Wednesday, May 6, 2015

Nature of Evil

Dr. Barons lecture started out by looking at three different disciplines within our societies; Psychology, Sociology, and Philosophy. Psychology and sociology both use intrinsic thinking and also thinking based on pre-provided facts. For soc and psych, there is qualitative research and proof of findings in which you can base assumptions on.
In Philosophy, there is no proof or data that you base any answer on, rather your morality and ethics come into play. The first question we were asked by Dr. Baron was if we would save the buss full of children on kill one innocent life to save many. Instances like this one tend to be the hardest decisions that one would be able to make in their life. There is no "right" or "wrong" thing to do at this point in time and walking away is not an option.
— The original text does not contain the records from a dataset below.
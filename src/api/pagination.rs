use serde::{Deserialize, Serialize};

pub(crate) const fn default_limit() -> i64 {
    100
}

#[derive(Debug, Deserialize)]
pub(crate) struct PageQuery {
    #[serde(default)]
    pub(crate) offset: i64,
    #[serde(default = "default_limit")]
    pub(crate) max_per_page: i64,
}

impl PageQuery {
    pub(crate) fn clamp(&self) -> (i64, i64) {
        let offset = self.offset.max(0);
        let limit = self.max_per_page.clamp(1, default_limit());
        (offset, limit)
    }
}

#[derive(Debug, Serialize)]
pub(crate) struct PaginatedResponse<T> {
    pub(crate) items: Vec<T>,
    pub(crate) total_count: i64,
    pub(crate) offset: i64,
    pub(crate) max_per_page: i64,
}

#[cfg(test)]
mod tests {
    use super::*;

    #[test]
    fn clamp_floors_negative_offset() {
        let query = PageQuery { offset: -5, max_per_page: 10 };
        assert_eq!(query.clamp(), (0, 10));
    }

    #[test]
    fn clamp_caps_oversized_page() {
        let query = PageQuery { offset: 0, max_per_page: 10_000 };
        assert_eq!(query.clamp(), (0, default_limit()));
    }

    #[test]
    fn clamp_raises_zero_page_to_one() {
        let query = PageQuery { offset: 3, max_per_page: 0 };
        assert_eq!(query.clamp(), (3, 1));
    }
}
In our modern day society, there is an excess of evil. It ranges from petty acts to extreme acts of terrorism. There is no true explanation as to why evil exists in our society other than to say that people can be intrinsically and extrinsically motivated to do just about anything.
In The Hunger Games, the whole series revolves around the hunger games and in essence the killing of 11 innocent children for the person in power, President Snow, to prove a point that there are punishments when laws are not adhered to.
In the series, Katniss is seen to be adhering to the principle of Utilitarianism. This is the concept that makes the most people happy and minimizes pain. Katniss is a prime example of this when she reluctantly agrees to become the Mockingjay. Peeta is also seen upholding this principle when he volunteers as tribute in Catching Fire in place of Haymitch. These instances do not coincide with the principle of 'the nature of evil" because these people are shown sacrificing themselves for the greater good.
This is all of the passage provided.